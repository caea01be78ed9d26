//! Solve pipeline and job management.
//!
//! The pipeline encodes a problem into a QUBO, hands the model to a
//! [`Sampler`], decodes the returned sample into a schedule and verifies it
//! against the original constraints. Minimization itself always happens
//! behind the trait; this crate never implements an optimizer.

use parking_lot::RwLock;
use std::collections::{BTreeMap, HashMap};
use std::sync::Arc;
use std::time::{Duration, Instant};

use chrono::{DateTime, Utc};
use tokio::sync::oneshot;
use tracing::{error, info};

use crate::console;
use crate::domain::{Problem, Schedule, VariableIndexer};
use crate::error::Error;
use crate::qubo::Qubo;
use crate::verify::{self, ConstraintCheck};

/// Default sampler time limit: 30 seconds.
const DEFAULT_TIME_LIMIT_SECS: u64 = 30;

/// Sampler run configuration.
#[derive(Debug, Clone, Default)]
pub struct SolverConfig {
    /// Time limit passed through to the sampler backend.
    pub time_limit: Option<Duration>,
    /// Label attached to the submission, for backend-side bookkeeping.
    pub label: Option<String>,
}

impl SolverConfig {
    /// Creates a config with the default 30-second time limit.
    pub fn default_config() -> Self {
        Self {
            time_limit: Some(Duration::from_secs(DEFAULT_TIME_LIMIT_SECS)),
            ..Default::default()
        }
    }

    /// Sets the submission label.
    pub fn with_label(mut self, label: impl Into<String>) -> Self {
        self.label = Some(label.into());
        self
    }

    /// Sets the sampler time limit.
    pub fn with_time_limit(mut self, time_limit: Duration) -> Self {
        self.time_limit = Some(time_limit);
        self
    }
}

/// One sampler result: a bit per variable index and the energy the backend
/// reported for it.
#[derive(Debug, Clone, PartialEq)]
pub struct Sample {
    /// Variable index to 0/1 value; absent indices read as 0.
    pub bits: BTreeMap<usize, u8>,
    /// Backend-reported energy, passed through without re-evaluation.
    pub energy: f64,
}

/// Error type for sampler backends.
#[derive(Debug)]
pub enum SamplerError {
    /// The backend could not be reached.
    Network(String),
    /// The backend answered with something unusable.
    Protocol(String),
    /// The backend refused the submission.
    Rejected(String),
}

impl std::fmt::Display for SamplerError {
    fn fmt(&self, f: &mut std::fmt::Formatter<'_>) -> std::fmt::Result {
        match self {
            SamplerError::Network(msg) => write!(f, "Network error: {}", msg),
            SamplerError::Protocol(msg) => write!(f, "Protocol error: {}", msg),
            SamplerError::Rejected(msg) => write!(f, "Rejected by sampler: {}", msg),
        }
    }
}

impl std::error::Error for SamplerError {}

impl From<SamplerError> for Error {
    fn from(err: SamplerError) -> Self {
        Error::SolverUnavailable(err.to_string())
    }
}

/// A backend that draws low-energy samples from a QUBO model.
pub trait Sampler: Send + Sync {
    /// Human-readable backend name for logs.
    fn name(&self) -> &str;

    /// Submits the model and returns one sample.
    fn sample(&self, qubo: &Qubo, config: &SolverConfig) -> Result<Sample, SamplerError>;
}

/// Sampler that returns a canned assignment, with the energy evaluated from
/// the submitted model. It performs no minimization; tests and offline demos
/// use it to drive the full pipeline without a backend.
#[derive(Debug, Clone, Default)]
pub struct FixedSampler {
    bits: BTreeMap<usize, u8>,
}

impl FixedSampler {
    /// Creates a sampler that always returns `bits`.
    pub fn new(bits: BTreeMap<usize, u8>) -> Self {
        Self { bits }
    }

    /// Creates a sampler from assigned `(entity, slot)` cells.
    pub fn from_cells(cells: &[(usize, usize)], indexer: &VariableIndexer) -> Result<Self, Error> {
        let mut bits = BTreeMap::new();
        for &(entity, slot) in cells {
            bits.insert(indexer.to_index(entity, slot)?, 1u8);
        }
        Ok(Self { bits })
    }
}

impl Sampler for FixedSampler {
    fn name(&self) -> &str {
        "fixed"
    }

    fn sample(&self, qubo: &Qubo, _config: &SolverConfig) -> Result<Sample, SamplerError> {
        Ok(Sample {
            bits: self.bits.clone(),
            energy: qubo.energy(&self.bits),
        })
    }
}

/// A fully processed sampler result: decoded grid, reported energy and the
/// independent constraint checks.
#[derive(Debug, Clone)]
pub struct SolvedSchedule {
    pub schedule: Schedule,
    pub energy: f64,
    pub checks: Vec<ConstraintCheck>,
    pub feasible: bool,
}

/// Runs the whole pipeline once: encode, sample, decode, verify.
///
/// # Examples
///
/// ```
/// use qubo_scheduling::constraints::Constraint;
/// use qubo_scheduling::domain::Problem;
/// use qubo_scheduling::solver::{solve, FixedSampler, SolverConfig};
///
/// let problem = Problem::builder("tiny", 2, 2)
///     .with_constraint(Constraint::slot_coverage(1.0, 1.0))
///     .build()
///     .unwrap();
/// let sampler = FixedSampler::from_cells(&[(0, 0), (1, 1)], &problem.indexer()).unwrap();
///
/// let result = solve(&problem, &sampler, &SolverConfig::default_config()).unwrap();
/// assert!(result.feasible);
/// assert_eq!(result.energy, 0.0);
/// ```
pub fn solve(
    problem: &Problem,
    sampler: &dyn Sampler,
    config: &SolverConfig,
) -> Result<SolvedSchedule, Error> {
    let encode_start = Instant::now();
    let qubo = problem.build_qubo()?;
    info!(
        problem = %problem.name(),
        variables = qubo.n_variables(),
        terms = qubo.len(),
        encode_ms = encode_start.elapsed().as_millis() as u64,
        sampler = sampler.name(),
        "Submitting QUBO model"
    );

    let sample_start = Instant::now();
    let sample = sampler.sample(&qubo, config)?;
    let schedule = Schedule::from_sample(&sample.bits, &problem.indexer())?;
    let checks = verify::check(problem, &schedule)?;
    let feasible = verify::is_feasible(&checks);
    info!(
        energy = sample.energy,
        feasible,
        sample_ms = sample_start.elapsed().as_millis() as u64,
        "Sample decoded and verified"
    );

    Ok(SolvedSchedule {
        schedule,
        energy: sample.energy,
        checks,
        feasible,
    })
}

/// Status of a solving job.
#[derive(Debug, Clone, Copy, PartialEq, Eq, serde::Serialize, serde::Deserialize)]
#[serde(rename_all = "SCREAMING_SNAKE_CASE")]
pub enum SolverStatus {
    /// Not currently solving.
    NotSolving,
    /// Submission in flight.
    Solving,
}

impl SolverStatus {
    /// Returns the status as a SCREAMING_SNAKE_CASE string for API responses.
    ///
    /// ```
    /// use qubo_scheduling::solver::SolverStatus;
    ///
    /// assert_eq!(SolverStatus::NotSolving.as_str(), "NOT_SOLVING");
    /// assert_eq!(SolverStatus::Solving.as_str(), "SOLVING");
    /// ```
    pub fn as_str(self) -> &'static str {
        match self {
            SolverStatus::NotSolving => "NOT_SOLVING",
            SolverStatus::Solving => "SOLVING",
        }
    }
}

/// A solving job with current state.
pub struct SolveJob {
    /// Unique job identifier.
    pub id: String,
    /// Current status.
    pub status: SolverStatus,
    /// The problem being solved.
    pub problem: Problem,
    /// Sampler configuration.
    pub config: SolverConfig,
    /// Result of the last completed solve, if any.
    pub result: Option<SolvedSchedule>,
    /// Failure message of the last solve, if it failed.
    pub error: Option<String>,
    /// When the job was created.
    pub submitted_at: DateTime<Utc>,
    /// Stop signal sender.
    stop_signal: Option<oneshot::Sender<()>>,
}

impl SolveJob {
    /// Creates a new solve job with default config.
    pub fn new(id: String, problem: Problem) -> Self {
        Self::with_config(id, problem, SolverConfig::default_config())
    }

    /// Creates a new solve job with custom config.
    pub fn with_config(id: String, problem: Problem, config: SolverConfig) -> Self {
        Self {
            id,
            status: SolverStatus::NotSolving,
            problem,
            config,
            result: None,
            error: None,
            submitted_at: Utc::now(),
            stop_signal: None,
        }
    }
}

/// Manages solving jobs against one sampler backend.
///
/// # Examples
///
/// ```
/// use std::sync::Arc;
/// use qubo_scheduling::domain::Problem;
/// use qubo_scheduling::solver::{FixedSampler, SolverService, SolverStatus};
///
/// let service = SolverService::new(Arc::new(FixedSampler::default()));
/// let problem = Problem::builder("demo", 2, 3).build().unwrap();
///
/// // Create a job (doesn't start solving yet)
/// let job = service.create_job("job-1".to_string(), problem);
/// assert_eq!(job.read().status, SolverStatus::NotSolving);
/// ```
pub struct SolverService {
    jobs: RwLock<HashMap<String, Arc<RwLock<SolveJob>>>>,
    sampler: Arc<dyn Sampler>,
}

impl SolverService {
    /// Creates a service that submits every job to `sampler`.
    pub fn new(sampler: Arc<dyn Sampler>) -> Self {
        Self {
            jobs: RwLock::new(HashMap::new()),
            sampler,
        }
    }

    /// Creates a new job for the given problem with default config.
    pub fn create_job(&self, id: String, problem: Problem) -> Arc<RwLock<SolveJob>> {
        let job = Arc::new(RwLock::new(SolveJob::new(id.clone(), problem)));
        self.jobs.write().insert(id, job.clone());
        job
    }

    /// Creates a new job with custom config.
    pub fn create_job_with_config(
        &self,
        id: String,
        problem: Problem,
        config: SolverConfig,
    ) -> Arc<RwLock<SolveJob>> {
        let job = Arc::new(RwLock::new(SolveJob::with_config(id.clone(), problem, config)));
        self.jobs.write().insert(id, job.clone());
        job
    }

    /// Name of the sampler backend jobs are submitted to.
    pub fn sampler_name(&self) -> &str {
        self.sampler.name()
    }

    /// Gets a job by ID.
    pub fn get_job(&self, id: &str) -> Option<Arc<RwLock<SolveJob>>> {
        self.jobs.read().get(id).cloned()
    }

    /// Lists all job IDs.
    pub fn list_jobs(&self) -> Vec<String> {
        self.jobs.read().keys().cloned().collect()
    }

    /// Removes a job by ID.
    pub fn remove_job(&self, id: &str) -> Option<Arc<RwLock<SolveJob>>> {
        self.jobs.write().remove(id)
    }

    /// Starts solving a job in the background.
    pub fn start_solving(&self, job: Arc<RwLock<SolveJob>>) {
        let (tx, rx) = oneshot::channel();

        {
            let mut job_guard = job.write();
            job_guard.status = SolverStatus::Solving;
            job_guard.stop_signal = Some(tx);
        }

        let job_clone = job.clone();
        let sampler = self.sampler.clone();

        tokio::task::spawn_blocking(move || {
            solve_blocking(job_clone, sampler, rx);
        });
    }

    /// Stops a solving job. The in-flight sampler call cannot be aborted;
    /// its result is discarded when it returns.
    pub fn stop_solving(&self, id: &str) -> bool {
        if let Some(job) = self.get_job(id) {
            let mut job_guard = job.write();
            if let Some(stop_signal) = job_guard.stop_signal.take() {
                let _ = stop_signal.send(());
                job_guard.status = SolverStatus::NotSolving;
                return true;
            }
        }
        false
    }
}

/// Runs one job in a blocking context.
fn solve_blocking(
    job: Arc<RwLock<SolveJob>>,
    sampler: Arc<dyn Sampler>,
    mut stop_rx: oneshot::Receiver<()>,
) {
    let (job_id, problem, config) = {
        let guard = job.read();
        (guard.id.clone(), guard.problem.clone(), guard.config.clone())
    };

    info!(
        job_id = %job_id,
        problem = %problem.name(),
        entities = problem.n_entities(),
        slots = problem.n_slots(),
        "Starting solve job"
    );
    console::print_problem(&problem);

    let outcome = solve(&problem, sampler.as_ref(), &config);

    if stop_rx.try_recv().is_ok() {
        info!(job_id = %job_id, "Job was stopped; discarding sampler result");
        return;
    }

    let mut job_guard = job.write();
    job_guard.stop_signal = None;
    job_guard.status = SolverStatus::NotSolving;
    match outcome {
        Ok(result) => {
            info!(
                job_id = %job_id,
                energy = result.energy,
                feasible = result.feasible,
                "Solve job finished"
            );
            console::print_report(&problem, &result);
            job_guard.error = None;
            job_guard.result = Some(result);
        }
        Err(err) => {
            error!(job_id = %job_id, error = %err, "Solve job failed");
            job_guard.error = Some(err.to_string());
        }
    }
}

#[cfg(test)]
mod tests {
    use super::*;
    use crate::constraints::Constraint;

    fn nurse_problem() -> Problem {
        Problem::builder("Nurse rostering", 3, 11)
            .with_constraint(Constraint::consecutive_exclusion(3.5))
            .with_constraint(Constraint::slot_coverage(1.3, 1.0))
            .with_constraint(Constraint::workload_balance(0.3, 3.0))
            .build()
            .unwrap()
    }

    struct FailingSampler;

    impl Sampler for FailingSampler {
        fn name(&self) -> &str {
            "failing"
        }

        fn sample(&self, _qubo: &Qubo, _config: &SolverConfig) -> Result<Sample, SamplerError> {
            Err(SamplerError::Network("connection refused".into()))
        }
    }

    #[test]
    fn test_solve_runs_full_pipeline() {
        let problem = nurse_problem();
        let cells: Vec<(usize, usize)> = (0..11).map(|day| (day % 3, day)).collect();
        let sampler = FixedSampler::from_cells(&cells, &problem.indexer()).unwrap();

        let result = solve(&problem, &sampler, &SolverConfig::default_config()).unwrap();

        assert!(result.feasible);
        assert_eq!(result.checks.len(), 3);
        assert!((result.energy - 0.6).abs() < 1e-9);
        assert_eq!(result.schedule.assignment_counts(), vec![4, 4, 3]);
    }

    #[test]
    fn test_sampler_failure_maps_to_solver_unavailable() {
        let problem = nurse_problem();
        let result = solve(&problem, &FailingSampler, &SolverConfig::default_config());
        match result {
            Err(Error::SolverUnavailable(msg)) => assert!(msg.contains("connection refused")),
            other => panic!("expected SolverUnavailable, got {:?}", other),
        }
    }

    #[test]
    fn test_foreign_sample_bits_fail_decoding() {
        let problem = nurse_problem();
        let sampler = FixedSampler::new(BTreeMap::from([(999, 1u8)]));
        assert!(matches!(
            solve(&problem, &sampler, &SolverConfig::default_config()),
            Err(Error::Decode(_))
        ));
    }

    #[test]
    fn test_service_job_bookkeeping() {
        let service = SolverService::new(Arc::new(FixedSampler::default()));
        let job = service.create_job("job-1".to_string(), nurse_problem());

        assert_eq!(job.read().status, SolverStatus::NotSolving);
        assert!(job.read().result.is_none());
        assert!(service.get_job("job-1").is_some());
        assert_eq!(service.list_jobs(), vec!["job-1".to_string()]);

        // Stopping a job that never started has nothing to signal.
        assert!(!service.stop_solving("job-1"));

        assert!(service.remove_job("job-1").is_some());
        assert!(service.get_job("job-1").is_none());
    }

    #[test]
    fn test_config_builders() {
        let config = SolverConfig::default_config()
            .with_label("Nurse rostering demo")
            .with_time_limit(Duration::from_secs(5));
        assert_eq!(config.label.as_deref(), Some("Nurse rostering demo"));
        assert_eq!(config.time_limit, Some(Duration::from_secs(5)));
    }
}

What to do:
What are the exact lines from the beginning of the material through the line containing "and verifies it"? Write out those lines alone.

Output for this task:
repository caea01be78ed9d26
//! Solve pipeline and job management.
//!
//! The pipeline encodes a problem into a QUBO, hands the model to a
//! [`Sampler`], decodes the returned sample into a schedule and verifies it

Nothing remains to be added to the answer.